Als Alternative zur Transplantation werden seit einigen Jahren immer häufiger mechanische Herzunterstützungssysteme eingesetzt, die ständig weiterentwickelt werden. „Schon die erste Generation dieser Geräte war deutlich besser als die medikamentöse Therapie, die zweite Generation war noch besser, aber immer noch schlechter als die Transplantation, und die dritte Generation, die wir jetzt verwenden, ist mindestens während der ersten zwei Jahre ähnlich erfolgreich wie eine Herztransplantation“, sagt Reichenspurner. Allein 2012 erfolgten im UKE 25 Einsätze dieser Systeme.
Eingebaut wird eine solche kleine Pumpe in der Herzspitze. Sie zieht das Blut aus der linken Herzkammer und pumpt es durch einen Schlauch, der an die Hauptschlagader angeschlossen wird, in den Körper. Vor allem werden die Kunstherzen in die linke Herzkammer eingesetzt. Wenn auch eine Schwäche des rechten Herzens besteht, ist es auch möglich, auf beiden Seiten ein solches Kunstherz einzusetzen.
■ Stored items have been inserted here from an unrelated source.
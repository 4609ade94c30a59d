use super::compensation::compensate;
use super::festival::Festival;
use super::row_image::RowImage;
use crate::asset::AssetId;
use crate::asset_store::AssetStore;
use crate::error::{RepositoryError, ServiceError, ServiceResult};
use crate::repository::{FestivalRecord, NewPoster, PosterRecord, PosterStatus, Repository};
use bytes::Bytes;
use chrono::{DateTime, Utc};
use serde::Serialize;
use std::sync::Arc;
use tracing::{info, instrument};
use uuid::Uuid;

/// Poster with its festival and a client-facing image link
#[derive(Debug, Clone, Serialize)]
pub struct Poster {
    pub id: Uuid,
    pub festival: Festival,
    pub name: String,
    pub description: String,
    pub status: PosterStatus,
    pub image_id: Option<AssetId>,
    pub image_url: Option<String>,
    pub created_at: DateTime<Utc>,
}

/// Fields for a new poster; the image travels separately
#[derive(Debug, Clone)]
pub struct PosterDraft {
    pub festival_id: Uuid,
    pub name: String,
    pub description: String,
}

/// Poster lifecycle, keeping rows and their images consistent
#[derive(Clone)]
pub struct PosterManager {
    repo: Arc<dyn Repository>,
    assets: Arc<AssetStore>,
}

impl PosterManager {
    pub fn new(repo: Arc<dyn Repository>, assets: Arc<AssetStore>) -> Self {
        Self { repo, assets }
    }

    fn hydrate(&self, row: PosterRecord, festival: FestivalRecord) -> Poster {
        let image_id = AssetId::from_row(&row.image_id);
        let image_url = image_id.as_ref().map(|id| self.assets.resolve_url(id));
        Poster {
            id: row.id,
            festival: festival.into(),
            name: row.name,
            description: row.description,
            status: row.status,
            image_id,
            image_url,
            created_at: row.created_at,
        }
    }

    /// Upload the image, then insert the row.
    ///
    /// Any rejection after the upload deletes the image again before
    /// returning, so a failed create never leaves a stored image behind.
    #[instrument(skip(self, draft, image), fields(festival_id = %draft.festival_id, name = %draft.name))]
    pub async fn create(&self, draft: PosterDraft, image: Bytes) -> ServiceResult<Poster> {
        let image_id = self.assets.upload(image).await?;

        match self.repo.get_poster_by_name(draft.festival_id, &draft.name).await {
            Ok(_) => {
                return Err(compensate(&self.assets, &image_id, ServiceError::AlreadyExists).await)
            }
            Err(RepositoryError::NotFound) => {}
            Err(e) => return Err(compensate(&self.assets, &image_id, e.into()).await),
        }

        let festival = match self.repo.get_festival(draft.festival_id).await {
            Ok(festival) => festival,
            Err(e) => return Err(compensate(&self.assets, &image_id, e.into()).await),
        };

        let new_poster = NewPoster {
            festival_id: draft.festival_id,
            name: draft.name,
            description: draft.description,
            image_id: image_id.clone(),
        };
        // A concurrent create with the same name surfaces here as AlreadyExists
        let row = match self.repo.register_poster(&new_poster).await {
            Ok(row) => row,
            Err(e) => return Err(compensate(&self.assets, &image_id, e.into()).await),
        };

        info!(poster_id = %row.id, asset_id = %image_id, "Poster created");
        Ok(self.hydrate(row, festival))
    }

    pub async fn get(&self, id: Uuid) -> ServiceResult<Poster> {
        let row = self.repo.get_poster(id).await?;
        let festival = self.repo.get_festival(row.festival_id).await?;
        Ok(self.hydrate(row, festival))
    }

    pub async fn get_by_festival(&self, festival_id: Uuid) -> ServiceResult<Vec<Poster>> {
        let festival = self.repo.get_festival(festival_id).await?;
        let rows = self.repo.get_posters_by_festival(festival_id).await?;
        Ok(rows
            .into_iter()
            .map(|row| self.hydrate(row, festival.clone()))
            .collect())
    }

    pub async fn get_by_name(&self, festival_id: Uuid, name: &str) -> ServiceResult<Poster> {
        let row = self.repo.get_poster_by_name(festival_id, name).await?;
        let festival = self.repo.get_festival(festival_id).await?;
        Ok(self.hydrate(row, festival))
    }

    pub async fn edit(&self, id: Uuid, name: &str, description: &str) -> ServiceResult<()> {
        self.repo.update_poster(id, name, description).await?;
        Ok(())
    }

    pub async fn change_status(&self, id: Uuid, status: PosterStatus) -> ServiceResult<()> {
        self.repo.update_poster_status(id, status).await?;
        info!(poster_id = %id, status = %status, "Poster status changed");
        Ok(())
    }

    /// Replace the poster image.
    ///
    /// The old image is deleted before the new one is uploaded. If the upload
    /// or the row update then fails, the row keeps pointing at the deleted
    /// image until the next successful update.
    #[instrument(skip(self, image))]
    pub async fn update_image(&self, id: Uuid, image: Bytes) -> ServiceResult<AssetId> {
        let row = self.repo.get_poster(id).await?;

        RowImage::from_row(&row.image_id).delete(&self.assets).await?;

        let image_id = self.assets.upload(image).await?;
        if let Err(e) = self.repo.update_poster_image(id, &image_id).await {
            return Err(compensate(&self.assets, &image_id, e.into()).await);
        }

        info!(poster_id = %id, asset_id = %image_id, "Poster image replaced");
        Ok(image_id)
    }

    /// Delete the image, then the row. A failed image delete keeps the row.
    #[instrument(skip(self))]
    pub async fn delete(&self, id: Uuid) -> ServiceResult<()> {
        let row = self.repo.get_poster(id).await?;
        self.delete_record(&row).await
    }

    pub(crate) async fn delete_record(&self, row: &PosterRecord) -> ServiceResult<()> {
        let image = RowImage::from_row(&row.image_id);
        image.delete(&self.assets).await?;

        match (self.repo.delete_poster(row.id).await, image) {
            (Ok(()), _) => {}
            (Err(RepositoryError::NotFound), _) => return Err(ServiceError::NotFound),
            (Err(source), RowImage::Asset(asset_id)) => {
                return Err(ServiceError::InternalInconsistency { asset_id, source })
            }
            (Err(source), _) => return Err(source.into()),
        }

        info!(poster_id = %row.id, image_id = %row.image_id, "Poster deleted");
        Ok(())
    }
}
Allerdings muss die Energieversorgung für das Kunstherz immer noch von außen erfolgen, über ein dünnes Kabel, das durch die Bauchdecke nach außen geführt und an Akkus angeschlossen wird, mit denen der Patient sechs bis acht Stunden mobil ist, oder an eine Ladestation zu Hause. Diese Technik ist auch die Ursache für die Hauptkomplikation bei den Kunstherzen, die etwa bei jedem fünften Patienten auftritt: eine Infektion des Kabels. „Wenn es zu einer richtigen Kabelkomplikation gekommen ist, ist sie meist mit Antibiotika nicht heilbar. Dann kann man nur das Kunstherzsystem austauschen. Patienten mit einer solchen Infektion erhalten auch eine hohe Dringlichkeitsindikation auf der Transplantationsliste“, sagt der Herzchirurg. Eine weitere Komplikation, die aber nur in bis zu zehn Prozent auftritt, sind Blutungen und die Bildung von Blutgerinnseln. „Das entsteht dadurch, dass die Patienten, die mit diesen Kunstherzen versorgt werden, blutgerinnungshemmende Mittel einnehmen müssen.“ Deswegen sind Menschen, die an Störungen der Blutgerinnung leiden oder an Krankheiten, die mit einer erhöhten Blutungsneigung einhergehen, nicht für diese Therapie geeignet.
Für die Anwendung der Kunstherzen gibt es zwei große Gruppen: „Die eine Gruppe sind Patienten, bei denen mit der Maschine die Wartezeit bis zur Transplantation überbrückt wird“, sagt Reichenspurner. Die andere Möglichkeit, die Destinationstherapie, sei für Patienten gedacht, für die eine Transplantation nicht infrage kommt – zum Beispiel, wenn sie dafür zu alt sind, eine schwere Tumorerkrankung oder eine chronische Infektion haben.
Die Haltbarkeit der Pumpen ist unterschiedlich. „So kann es nötig sein, eine Pumpe schon nach einem Jahr auszutauschen. Wir haben aber auch Patienten, bei denen die Geräte schon seit drei bis vier Jahren problemlos funktionieren“, sagt der Herzchirurg.
Und die Entwicklung geht weiter. Wie Reichenspurner berichtet, waren die Kunstherzen ein Schwerpunktthema auf dem Kongress der internationalen Gesellschaft für Herz- und Lungentransplantation, der im April in Montreal stattfand. Dort wurde auch das neueste Gerät vorgestellt, das mit 2,5 Zentimetern nur noch halb so groß ist wie das Kunstherz, das zurzeit verwendet wird. Es soll nun in Studien erprobt werden.
Tatsache ist aber schon jetzt: Die Zahl der Implantationen von Kunstherzen ist in Deutschland seit 2004 ständig gestiegen und war 2012 fast dreimal so hoch wie die Zahl der Herztransplantationen. 2004 überwogen noch die Transplantationen.